:: The problem ::
Repeat exactly the lines of the listing below, please, starting with the first and ending with the line containing "the direction the"; leave out the rest.

:: Input for this task ::
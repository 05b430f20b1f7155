//! Trigger threshold validation.
//!
//! Checks that the critical and warning thresholds of a metric rule agree
//! with each other, with the resolve threshold, and with the direction the
//! rule alerts in. The validator is a pure function; callers merge its
//! output into their own error state with [`TriggerErrors::merge_into`].

use crate::error::{Error, Result};
use crate::result::{TriggerErrors, ALERT_THRESHOLD};
use tracing::debug;
use vigil_rule::{ComparisonType, MetricRule, ThresholdType, Trigger, TriggerLabel};

/// Message for a missing required threshold.
pub const FIELD_REQUIRED: &str = "Field is required";

/// Indices of the critical and (optional) warning trigger.
#[derive(Debug, Clone, Copy, PartialEq, Eq)]
pub struct TriggerSlots {
    /// Index of the critical trigger.
    pub critical: usize,
    /// Index of the warning trigger, if present.
    pub warning: Option<usize>,
}

/// Locates the critical and warning triggers.
///
/// # Errors
///
/// Returns [`Error::InvalidTriggerSet`] unless there are one or two
/// triggers, exactly one labelled critical, at most one labelled warning,
/// and none labelled resolve.
pub fn locate_triggers(triggers: &[Trigger]) -> Result<TriggerSlots> {
    if triggers.is_empty() || triggers.len() > 2 {
        return Err(Error::InvalidTriggerSet(format!(
            "expected 1 or 2 triggers, found {}",
            triggers.len()
        )));
    }

    let mut critical = None;
    let mut warning = None;
    for (index, trigger) in triggers.iter().enumerate() {
        let slot = match trigger.label {
            TriggerLabel::Critical => &mut critical,
            TriggerLabel::Warning => &mut warning,
            TriggerLabel::Resolve => {
                return Err(Error::InvalidTriggerSet(
                    "resolve is configured through the resolve threshold, not a trigger"
                        .to_string(),
                ));
            }
        };
        if slot.replace(index).is_some() {
            return Err(Error::InvalidTriggerSet(format!(
                "more than one {} trigger",
                trigger.label
            )));
        }
    }

    let critical = critical
        .ok_or_else(|| Error::InvalidTriggerSet("missing critical trigger".to_string()))?;
    Ok(TriggerSlots { critical, warning })
}

/// Validates the thresholds of a set of triggers.
///
/// Returns an empty map when the configuration is alertable.
///
/// # Errors
///
/// Returns [`Error::InvalidTriggerSet`] if the triggers cannot be mapped to
/// a critical and optional warning level.
pub fn validate_triggers(
    triggers: &[Trigger],
    threshold_type: ThresholdType,
    resolve_threshold: Option<f64>,
    comparison_type: ComparisonType,
) -> Result<TriggerErrors> {
    let slots = locate_triggers(triggers)?;
    let mut errors = TriggerErrors::new();

    for (index, trigger) in triggers.iter().enumerate() {
        let required = trigger.label == TriggerLabel::Critical || !trigger.actions.is_empty();

        match (trigger.alert_threshold, resolve_threshold) {
            (None, _) if required => errors.set(index, ALERT_THRESHOLD, FIELD_REQUIRED),
            (Some(alert), Some(resolve)) if !can_resolve(threshold_type, alert, resolve) => {
                errors.set(index, ALERT_THRESHOLD, resolution_message(threshold_type));
            }
            _ => {}
        }
    }

    if let Some(warning_index) = slots.warning {
        let critical = triggers[slots.critical].alert_threshold;
        let warning = triggers[warning_index].alert_threshold;

        if let (Some(critical), Some(warning)) = (critical, warning) {
            let warning_must_be_lower =
                threshold_type == ThresholdType::Above || comparison_type == ComparisonType::Change;

            let consistent = if warning_must_be_lower {
                warning <= critical
            } else {
                warning >= critical
            };

            if !consistent {
                let message = if warning_must_be_lower {
                    "Warning threshold must be less than critical threshold"
                } else {
                    "Warning threshold must be greater than critical threshold"
                };
                errors.set(slots.critical, ALERT_THRESHOLD, message);
                errors.set(warning_index, ALERT_THRESHOLD, message);
            }
        }
    }

    debug!("Threshold validation found {} trigger(s) with errors", errors.len());
    Ok(errors)
}

/// Validates the thresholds of a metric rule.
///
/// # Errors
///
/// See [`validate_triggers`].
pub fn validate_metric_rule(rule: &MetricRule) -> Result<TriggerErrors> {
    validate_triggers(
        &rule.triggers,
        rule.threshold_type,
        rule.resolve_threshold,
        rule.comparison_type(),
    )
}

/// Whether a value that crosses `alert` could later cross `resolve`.
///
/// Thresholds are exclusive (`>` / `<`), so each side is widened by one to
/// accept adjacent integer boundaries such as alert above 0, resolve below 1.
fn can_resolve(threshold_type: ThresholdType, alert: f64, resolve: f64) -> bool {
    match threshold_type {
        ThresholdType::Below => alert - 1.0 < resolve + 1.0,
        ThresholdType::Above => alert + 1.0 > resolve - 1.0,
    }
}

const fn resolution_message(threshold_type: ThresholdType) -> &'static str {
    match threshold_type {
        ThresholdType::Below => "Alert threshold must be less than resolution",
        ThresholdType::Above => "Alert threshold must be greater than resolution",
    }
}
//! Save command implementation.

use anyhow::{Context, Result};
use std::fs;
use tracing::{info, warn};
use vigil_api::{ClientConfig, HttpTransport, MemberCache, RuleSaveWorkflow, SaveError, SaveOptions};
use vigil_rule::{Rule, RuleKind};

/// Options for the save command.
pub struct Flags {
    /// Save as a copy.
    pub duplicate: bool,
    /// Origin reported to the backend.
    pub referrer: Option<String>,
    /// Check email targets against the member list.
    pub check_members: bool,
    /// Where to write the saved rule.
    pub output: Option<String>,
}

/// Runs the save command.
pub async fn run(rule_path: &str, kind: RuleKind, flags: Flags, config: ClientConfig) -> Result<()> {
    let rule = super::load_rule(rule_path, kind)?;
    info!("Saving {} rule '{}'", kind, rule.name());

    let transport = HttpTransport::new(config).with_context(|| "Failed to create API client")?;
    let mut workflow = RuleSaveWorkflow::new(transport);

    if flags.check_members && matches!(rule, Rule::Metric(_)) {
        let members = MemberCache::new();
        match members.load(workflow.transport()).await {
            Ok(list) => info!("Loaded {} members", list.len()),
            Err(e) => warn!("Could not load members, skipping target check: {}", e),
        }
        workflow = workflow.with_members(members);
    }

    let teardown = workflow.teardown_handle();
    tokio::spawn(async move {
        if tokio::signal::ctrl_c().await.is_ok() {
            warn!("Interrupted, cancelling save");
            teardown.teardown();
        }
    });

    let options = SaveOptions {
        duplicate: flags.duplicate,
        referrer: flags.referrer,
    };

    let saved = match workflow.submit(&rule, &options).await {
        Ok(saved) => saved,
        Err(err) => {
            report_failure(&err);
            anyhow::bail!(err.message());
        }
    };

    let created = saved
        .date_created()
        .map(|d| d.format("%Y-%m-%d %H:%M UTC").to_string())
        .unwrap_or_else(|| "unknown".to_string());
    println!(
        "Saved rule '{}' (id {}, created {})",
        saved.name(),
        saved.id().unwrap_or("-"),
        created
    );

    if let Some(path) = flags.output {
        let json = serde_json::to_string_pretty(&saved).with_context(|| "Failed to serialize rule")?;
        fs::write(&path, json).with_context(|| format!("Failed to write output file: {path}"))?;
        info!("Saved rule written to: {}", path);
    }

    Ok(())
}

fn report_failure(err: &SaveError) {
    if let Some(fields) = err.field_errors() {
        for (field, messages) in fields {
            warn!("{}: {}", field, messages.join(" "));
        }
    }
    if let Some(triggers) = err.trigger_errors() {
        for (index, field, message) in triggers.iter() {
            warn!("trigger {} {}: {}", index, field, message);
        }
    }
}
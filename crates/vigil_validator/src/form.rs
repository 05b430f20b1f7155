//! Local validation of a rule draft before it is submitted.

use crate::result::TriggerErrors;
use crate::thresholds::validate_metric_rule;
use tracing::debug;
use vigil_rule::{
    ActionType, IssueRule, MetricRule, Role, Rule, RuleComponent, TargetType, TriggerLabel,
};

/// Read access to the organization's member list.
pub trait MemberLookup {
    /// True once the member list has been fetched.
    fn is_loaded(&self) -> bool;

    /// True if a member with this id exists.
    fn contains(&self, id: &str) -> bool;
}

/// Outcome of local validation.
#[derive(Debug, Clone, Default, PartialEq, Eq)]
pub struct FormReport {
    /// Labels of required fields that are missing, in form order.
    pub missing: Vec<String>,
    /// Other problems found.
    pub problems: Vec<String>,
    /// Per-trigger errors from threshold validation.
    pub trigger_errors: TriggerErrors,
}

impl FormReport {
    /// True if the rule may be submitted.
    pub fn is_valid(&self) -> bool {
        self.missing.is_empty() && self.problems.is_empty() && self.trigger_errors.is_empty()
    }

    /// Single-line message describing why the rule cannot be submitted.
    pub fn summary(&self) -> String {
        let mut parts = Vec::new();
        if !self.missing.is_empty() {
            parts.push(format!("missing {}", join_labels(&self.missing)));
        }
        parts.extend(self.problems.iter().cloned());
        if parts.is_empty() && !self.trigger_errors.is_empty() {
            parts.push("invalid thresholds".to_string());
        }
        format!("Alert not valid: {}", parts.join("; "))
    }

    fn require(&mut self, present: bool, label: impl Into<String>) {
        if !present {
            self.missing.push(label.into());
        }
    }
}

/// Validates a rule draft.
///
/// `members` is consulted only once it reports itself loaded.
pub fn validate_rule(rule: &Rule, members: Option<&dyn MemberLookup>) -> FormReport {
    let mut report = FormReport::default();
    report.require(!rule.name().trim().is_empty(), "name");

    match rule {
        Rule::Issue(issue) => check_issue(issue, &mut report),
        Rule::Metric(metric) => check_metric(metric, members, &mut report),
    }

    debug!(
        "Local validation: {} missing, {} problem(s), {} trigger(s) with errors",
        report.missing.len(),
        report.problems.len(),
        report.trigger_errors.len()
    );
    report
}

fn check_issue(rule: &IssueRule, report: &mut FormReport) {
    report.require(!rule.actions.is_empty(), "action");
    report.require(rule.frequency > 0, "frequency");

    let lists = [
        (Role::Condition, &rule.conditions),
        (Role::Filter, &rule.filters),
        (Role::Action, &rule.actions),
    ];
    for (role, components) in lists {
        for component in components {
            check_component(role, component, report);
        }
    }
}

fn check_component(expected: Role, component: &RuleComponent, report: &mut FormReport) {
    let handler = component.id.handler();
    if handler.role != expected {
        report.problems.push(format!(
            "'{}' belongs in {}s, not {}s",
            handler.label, handler.role, expected
        ));
        return;
    }
    report.missing.extend(
        component
            .missing_fields()
            .into_iter()
            .map(ToString::to_string),
    );
}

fn check_metric(rule: &MetricRule, members: Option<&dyn MemberLookup>, report: &mut FormReport) {
    report.require(!rule.aggregate.trim().is_empty(), "metric");
    report.require(rule.time_window > 0, "time window");

    for trigger in &rule.triggers {
        let required = trigger.label == TriggerLabel::Critical || !trigger.actions.is_empty();
        if required && trigger.alert_threshold.is_none() {
            report.missing.push(format!("{} threshold", trigger.label));
        }
        for action in &trigger.actions {
            if !action.has_target() {
                report.missing.push(format!("{} action target", trigger.label));
            }
        }
    }

    if let Some(members) = members.filter(|m| m.is_loaded()) {
        let unknown = rule
            .triggers
            .iter()
            .flat_map(|t| &t.actions)
            .filter(|a| a.action_type == ActionType::Email && a.target_type == TargetType::User)
            .filter_map(|a| a.target_identifier.as_deref())
            .filter(|id| !id.trim().is_empty() && !members.contains(id));
        for id in unknown {
            report.problems.push(format!("unknown member {id}"));
        }
    }

    match validate_metric_rule(rule) {
        Ok(errors) => report.trigger_errors = errors,
        Err(e) => report.problems.push(e.to_string()),
    }
}

/// Joins labels as "a", "a and b", "a, b and c".
fn join_labels(labels: &[String]) -> String {
    match labels {
        [] => String::new(),
        [only] => only.clone(),
        [init @ .., last] => format!("{} and {}", init.join(", "), last),
    }
}
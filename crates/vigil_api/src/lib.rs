//! Rule persistence for Vigil.
//!
//! This crate provides:
//! - A transport abstraction over the rule backend, with a reqwest client
//! - The save workflow: local validation, create/update, and polling of
//!   asynchronous verification tasks with timeout and teardown
//! - A shared cache of organization members
//!
//! # Example
//!
//! ```rust,ignore
//! use vigil_api::{ClientConfig, HttpTransport, RuleSaveWorkflow, SaveOptions};
//!
//! let transport = HttpTransport::new(ClientConfig {
//!     auth_token: token,
//!     organization: "acme".into(),
//!     project: "web".into(),
//!     ..Default::default()
//! })?;
//! let mut workflow = RuleSaveWorkflow::new(transport);
//! let saved = workflow.submit(&rule, &SaveOptions::default()).await?;
//! ```

#![deny(clippy::all)]
#![deny(clippy::pedantic)]
#![warn(clippy::nursery)]
#![allow(clippy::module_name_repetitions)]
#![allow(clippy::must_use_candidate)]

pub mod client;
pub mod config;
pub mod endpoints;
pub mod error;
pub mod members;
pub mod poll;
pub mod transport;
pub mod workflow;

pub use client::HttpTransport;
pub use config::{ClientConfig, PollConfig, DEFAULT_BASE_URL};
pub use error::{Error, Result, SaveError, GENERIC_FAILURE, TIMEOUT_MESSAGE};
pub use members::{MemberCache, MemberSnapshot};
pub use poll::{PollMachine, PollState, PollStep, SaveTask};
pub use transport::{Member, RuleTransport, SaveRequest, SaveResponse, TaskStatus};
pub use workflow::{RuleSaveWorkflow, SaveOptions, TeardownHandle};
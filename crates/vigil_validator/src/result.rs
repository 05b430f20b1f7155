//! Validation result types.

use serde::{Deserialize, Serialize};
use std::collections::BTreeMap;

/// Field name of a trigger's threshold.
pub const ALERT_THRESHOLD: &str = "alertThreshold";

/// Field name of a trigger's label.
pub const LABEL: &str = "label";

/// Fields whose errors are produced by the threshold validator.
///
/// Errors on other fields (for example backend messages about `actions`)
/// survive a re-validation.
pub const THRESHOLD_FIELDS: [&str; 2] = [LABEL, ALERT_THRESHOLD];

/// Field name to message, for one trigger.
pub type FieldErrors = BTreeMap<String, String>;

/// Per-trigger field errors, keyed by trigger index.
#[derive(Debug, Clone, Default, PartialEq, Eq, Serialize, Deserialize)]
#[serde(transparent)]
pub struct TriggerErrors(BTreeMap<usize, FieldErrors>);

impl TriggerErrors {
    /// Creates an empty error map.
    #[must_use]
    pub fn new() -> Self {
        Self::default()
    }

    /// Sets the message for a field, replacing any previous one.
    pub fn set(&mut self, index: usize, field: &str, message: impl Into<String>) {
        self.0
            .entry(index)
            .or_default()
            .insert(field.to_string(), message.into());
    }

    /// Returns the message for a field.
    pub fn get(&self, index: usize, field: &str) -> Option<&str> {
        self.0
            .get(&index)
            .and_then(|fields| fields.get(field))
            .map(String::as_str)
    }

    /// Returns all errors for one trigger.
    pub fn for_trigger(&self, index: usize) -> Option<&FieldErrors> {
        self.0.get(&index)
    }

    /// Returns true if no trigger has errors.
    pub fn is_empty(&self) -> bool {
        self.0.values().all(BTreeMap::is_empty)
    }

    /// Number of triggers with at least one error.
    pub fn len(&self) -> usize {
        self.0.values().filter(|fields| !fields.is_empty()).count()
    }

    /// Iterates over `(index, field, message)` triples.
    pub fn iter(&self) -> impl Iterator<Item = (usize, &str, &str)> {
        self.0.iter().flat_map(|(index, fields)| {
            fields
                .iter()
                .map(move |(field, message)| (*index, field.as_str(), message.as_str()))
        })
    }

    /// Merges a fresh threshold validation into caller-held state.
    ///
    /// Threshold-owned fields in `state` are replaced by the fresh result,
    /// including being cleared when the fresh run found them valid. Every
    /// other field already in `state` is preserved.
    pub fn merge_into(self, state: &mut Self) {
        for fields in state.0.values_mut() {
            for field in THRESHOLD_FIELDS {
                fields.remove(field);
            }
        }
        for (index, fields) in self.0 {
            state.0.entry(index).or_default().extend(fields);
        }
        state.0.retain(|_, fields| !fields.is_empty());
    }
}
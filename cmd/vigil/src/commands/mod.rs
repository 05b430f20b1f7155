//! Command implementations.

pub mod delete;
pub mod members;
pub mod save;
pub mod validate;

use anyhow::{Context, Result};
use std::fs;
use std::path::Path;
use vigil_rule::{Rule, RuleKind};

/// Loads a rule file, choosing the format by extension.
pub fn load_rule(path: &str, kind: RuleKind) -> Result<Rule> {
    let content =
        fs::read_to_string(path).with_context(|| format!("Failed to read rule file: {path}"))?;
    parse_rule(&content, Path::new(path), kind)
}

fn parse_rule(content: &str, path: &Path, kind: RuleKind) -> Result<Rule> {
    let value: serde_json::Value = match path.extension().and_then(|e| e.to_str()) {
        Some("yaml" | "yml") => serde_yaml::from_str(content)
            .with_context(|| format!("Failed to parse YAML: {}", path.display()))?,
        _ => serde_json::from_str(content)
            .with_context(|| format!("Failed to parse JSON: {}", path.display()))?,
    };
    Rule::from_value(kind, value).with_context(|| format!("Not a valid {kind} rule"))
}
//! Client and polling configuration.

use std::time::Duration;

/// Default API root.
pub const DEFAULT_BASE_URL: &str = "https://sentry.io/api/0";

/// Configuration for the HTTP transport.
#[derive(Debug, Clone)]
pub struct ClientConfig {
    /// API root, without a trailing slash.
    pub base_url: String,
    /// Bearer token for authentication.
    pub auth_token: String,
    /// Organization slug.
    pub organization: String,
    /// Project slug.
    pub project: String,
    /// Request timeout in seconds.
    pub timeout_seconds: u64,
}

impl Default for ClientConfig {
    fn default() -> Self {
        Self {
            base_url: DEFAULT_BASE_URL.to_string(),
            auth_token: String::new(),
            organization: String::new(),
            project: String::new(),
            timeout_seconds: 30,
        }
    }
}

/// Timing of the verification polling loop.
#[derive(Debug, Clone, Copy, PartialEq, Eq)]
pub struct PollConfig {
    /// Delay before each poll.
    pub interval: Duration,
    /// Hard ceiling measured from the 202 response.
    pub timeout: Duration,
}

impl Default for PollConfig {
    fn default() -> Self {
        Self {
            interval: Duration::from_secs(1),
            timeout: Duration::from_secs(3 * 60),
        }
    }
}
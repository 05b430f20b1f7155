//! Typed rule model.
//!
//! Field names follow the backend's camelCase JSON so a rule read from the
//! API can be edited and sent back unchanged.

use crate::error::{Error, Result};
use crate::registry::RuleComponent;
use crate::trigger::{ComparisonType, ThresholdType, Trigger, TriggerLabel};
use chrono::{DateTime, Utc};
use serde::{Deserialize, Serialize};

/// Owner of a rule.
#[derive(Debug, Clone, PartialEq, Eq, Hash, Serialize, Deserialize)]
#[serde(try_from = "String", into = "String")]
pub enum Owner {
    /// `team:<id>`.
    Team(String),
    /// `user:<id>`.
    User(String),
}

impl Owner {
    /// Parses an actor reference.
    ///
    /// # Errors
    ///
    /// Returns [`Error::InvalidOwner`] if the prefix is unknown or the id is empty.
    pub fn parse(value: &str) -> Result<Self> {
        let (kind, id) = value
            .split_once(':')
            .ok_or_else(|| Error::InvalidOwner(value.to_string()))?;
        if id.is_empty() {
            return Err(Error::InvalidOwner(value.to_string()));
        }
        match kind {
            "team" => Ok(Self::Team(id.to_string())),
            "user" => Ok(Self::User(id.to_string())),
            _ => Err(Error::InvalidOwner(value.to_string())),
        }
    }
}

impl std::fmt::Display for Owner {
    fn fmt(&self, f: &mut std::fmt::Formatter<'_>) -> std::fmt::Result {
        match self {
            Self::Team(id) => write!(f, "team:{id}"),
            Self::User(id) => write!(f, "user:{id}"),
        }
    }
}

impl TryFrom<String> for Owner {
    type Error = Error;

    fn try_from(value: String) -> Result<Self> {
        Self::parse(&value)
    }
}

impl From<Owner> for String {
    fn from(owner: Owner) -> Self {
        owner.to_string()
    }
}

/// How a list of conditions or filters is combined.
#[derive(Debug, Clone, Copy, PartialEq, Eq, Default, Serialize, Deserialize)]
#[serde(rename_all = "lowercase")]
pub enum MatchMode {
    /// Every entry must match.
    #[default]
    All,
    /// At least one entry must match.
    Any,
    /// No entry may match.
    None,
}

/// Source of the data a metric rule aggregates.
#[derive(Debug, Clone, Copy, PartialEq, Eq, Default, Serialize, Deserialize)]
#[serde(rename_all = "snake_case")]
pub enum Dataset {
    /// Error events.
    #[default]
    Events,
    /// Performance transactions.
    Transactions,
    /// Release health sessions.
    Sessions,
    /// Release health metrics.
    Metrics,
    /// Generic metrics.
    GenericMetrics,
}

/// Which endpoint family a rule is persisted through.
#[derive(Debug, Clone, Copy, PartialEq, Eq, Hash, Serialize, Deserialize)]
#[serde(rename_all = "lowercase")]
pub enum RuleKind {
    /// Issue-based rule.
    Issue,
    /// Metric-based rule.
    Metric,
}

impl std::fmt::Display for RuleKind {
    fn fmt(&self, f: &mut std::fmt::Formatter<'_>) -> std::fmt::Result {
        match self {
            Self::Issue => write!(f, "issue"),
            Self::Metric => write!(f, "metric"),
        }
    }
}

/// An issue-based alert rule.
#[derive(Debug, Clone, PartialEq, Serialize, Deserialize)]
#[serde(rename_all = "camelCase")]
pub struct IssueRule {
    /// Backend identifier; absent for unsaved rules.
    #[serde(default, skip_serializing_if = "Option::is_none")]
    pub id: Option<String>,
    /// Human-readable name.
    #[serde(default)]
    pub name: String,
    /// Owning team or user.
    #[serde(default)]
    pub owner: Option<Owner>,
    /// Environment filter.
    #[serde(default)]
    pub environment: Option<String>,
    /// How conditions are combined.
    #[serde(default)]
    pub action_match: MatchMode,
    /// How filters are combined.
    #[serde(default, skip_serializing_if = "Option::is_none")]
    pub filter_match: Option<MatchMode>,
    /// Minutes between repeated notifications.
    #[serde(default = "default_frequency")]
    pub frequency: u32,
    /// Trigger conditions.
    #[serde(default)]
    pub conditions: Vec<RuleComponent>,
    /// Event filters.
    #[serde(default)]
    pub filters: Vec<RuleComponent>,
    /// Notification actions.
    #[serde(default)]
    pub actions: Vec<RuleComponent>,
    /// Creation timestamp, set by the backend.
    #[serde(default, skip_serializing_if = "Option::is_none")]
    pub date_created: Option<DateTime<Utc>>,
}

const fn default_frequency() -> u32 {
    30
}

impl IssueRule {
    /// Creates an empty issue rule.
    #[must_use]
    pub fn new(name: impl Into<String>) -> Self {
        Self {
            id: None,
            name: name.into(),
            owner: None,
            environment: None,
            action_match: MatchMode::All,
            filter_match: None,
            frequency: default_frequency(),
            conditions: Vec::new(),
            filters: Vec::new(),
            actions: Vec::new(),
            date_created: None,
        }
    }
}

/// A metric-based alert rule.
#[derive(Debug, Clone, PartialEq, Serialize, Deserialize)]
#[serde(rename_all = "camelCase")]
pub struct MetricRule {
    /// Backend identifier; absent for unsaved rules.
    #[serde(default, skip_serializing_if = "Option::is_none")]
    pub id: Option<String>,
    /// Human-readable name.
    #[serde(default)]
    pub name: String,
    /// Owning team or user.
    #[serde(default)]
    pub owner: Option<Owner>,
    /// Environment filter.
    #[serde(default)]
    pub environment: Option<String>,
    /// Data source.
    #[serde(default)]
    pub dataset: Dataset,
    /// Aggregate expression, e.g. `count()` or `p95(transaction.duration)`.
    #[serde(default)]
    pub aggregate: String,
    /// Event filter query.
    #[serde(default)]
    pub query: String,
    /// Aggregation window in minutes.
    #[serde(default)]
    pub time_window: u32,
    /// Threshold levels; index 0 is conventionally critical.
    #[serde(default)]
    pub triggers: Vec<Trigger>,
    /// Value the metric must return past to resolve.
    #[serde(default, deserialize_with = "crate::trigger::threshold::deserialize")]
    pub resolve_threshold: Option<f64>,
    /// Direction of the thresholds.
    #[serde(default)]
    pub threshold_type: ThresholdType,
    /// Consecutive windows the threshold must be crossed for.
    #[serde(default = "default_threshold_period")]
    pub threshold_period: u32,
    /// Minutes back for percentage-change comparison.
    #[serde(default, skip_serializing_if = "Option::is_none")]
    pub comparison_delta: Option<u32>,
    /// Project slugs the rule applies to.
    #[serde(default)]
    pub projects: Vec<String>,
    /// Creation timestamp, set by the backend.
    #[serde(default, skip_serializing_if = "Option::is_none")]
    pub date_created: Option<DateTime<Utc>>,
}

const fn default_threshold_period() -> u32 {
    1
}

impl MetricRule {
    /// Creates a metric rule with a single empty critical trigger.
    #[must_use]
    pub fn new(name: impl Into<String>, aggregate: impl Into<String>) -> Self {
        Self {
            id: None,
            name: name.into(),
            owner: None,
            environment: None,
            dataset: Dataset::Events,
            aggregate: aggregate.into(),
            query: String::new(),
            time_window: 60,
            triggers: vec![Trigger::new(TriggerLabel::Critical)],
            resolve_threshold: None,
            threshold_type: ThresholdType::Above,
            threshold_period: default_threshold_period(),
            comparison_delta: None,
            projects: Vec::new(),
            date_created: None,
        }
    }

    /// Comparison type implied by the presence of a comparison delta.
    pub const fn comparison_type(&self) -> ComparisonType {
        if self.comparison_delta.is_some() {
            ComparisonType::Change
        } else {
            ComparisonType::Count
        }
    }

    /// Returns the trigger carrying the given label, if any.
    pub fn trigger(&self, label: TriggerLabel) -> Option<&Trigger> {
        self.triggers.iter().find(|t| t.label == label)
    }

    /// Removes warning triggers that carry neither a threshold nor actions.
    ///
    /// Returns how many were removed.
    pub fn strip_degenerate_warnings(&mut self) -> usize {
        let before = self.triggers.len();
        self.triggers.retain(|t| !t.is_degenerate_warning());
        before - self.triggers.len()
    }
}

/// Any persisted alert rule.
#[derive(Debug, Clone, PartialEq, Serialize)]
#[serde(untagged)]
pub enum Rule {
    /// Issue-based rule.
    Issue(IssueRule),
    /// Metric-based rule.
    Metric(MetricRule),
}

impl Rule {
    /// Parses a rule of a known kind from JSON.
    ///
    /// # Errors
    ///
    /// Returns an error if the JSON does not describe a rule of that kind.
    pub fn from_value(kind: RuleKind, value: serde_json::Value) -> Result<Self> {
        Ok(match kind {
            RuleKind::Issue => Self::Issue(serde_json::from_value(value)?),
            RuleKind::Metric => Self::Metric(serde_json::from_value(value)?),
        })
    }

    /// Endpoint family for this rule.
    pub const fn kind(&self) -> RuleKind {
        match self {
            Self::Issue(_) => RuleKind::Issue,
            Self::Metric(_) => RuleKind::Metric,
        }
    }

    /// Backend identifier.
    pub fn id(&self) -> Option<&str> {
        match self {
            Self::Issue(rule) => rule.id.as_deref(),
            Self::Metric(rule) => rule.id.as_deref(),
        }
    }

    /// Rule name.
    pub fn name(&self) -> &str {
        match self {
            Self::Issue(rule) => &rule.name,
            Self::Metric(rule) => &rule.name,
        }
    }

    /// Owning team or user.
    pub const fn owner(&self) -> Option<&Owner> {
        match self {
            Self::Issue(rule) => rule.owner.as_ref(),
            Self::Metric(rule) => rule.owner.as_ref(),
        }
    }

    /// When the backend created the rule.
    pub const fn date_created(&self) -> Option<DateTime<Utc>> {
        match self {
            Self::Issue(rule) => rule.date_created,
            Self::Metric(rule) => rule.date_created,
        }
    }

    /// True if the rule has never been saved.
    pub fn is_new(&self) -> bool {
        self.id().is_none()
    }
}

impl From<IssueRule> for Rule {
    fn from(rule: IssueRule) -> Self {
        Self::Issue(rule)
    }
}

impl From<MetricRule> for Rule {
    fn from(rule: MetricRule) -> Self {
        Self::Metric(rule)
    }
}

:: Task solution ::
repository 05b430f20b1f7155
//! Trigger threshold validation.
//!
//! Checks that the critical and warning thresholds of a metric rule agree
//! with each other, with the resolve threshold, and with the direction the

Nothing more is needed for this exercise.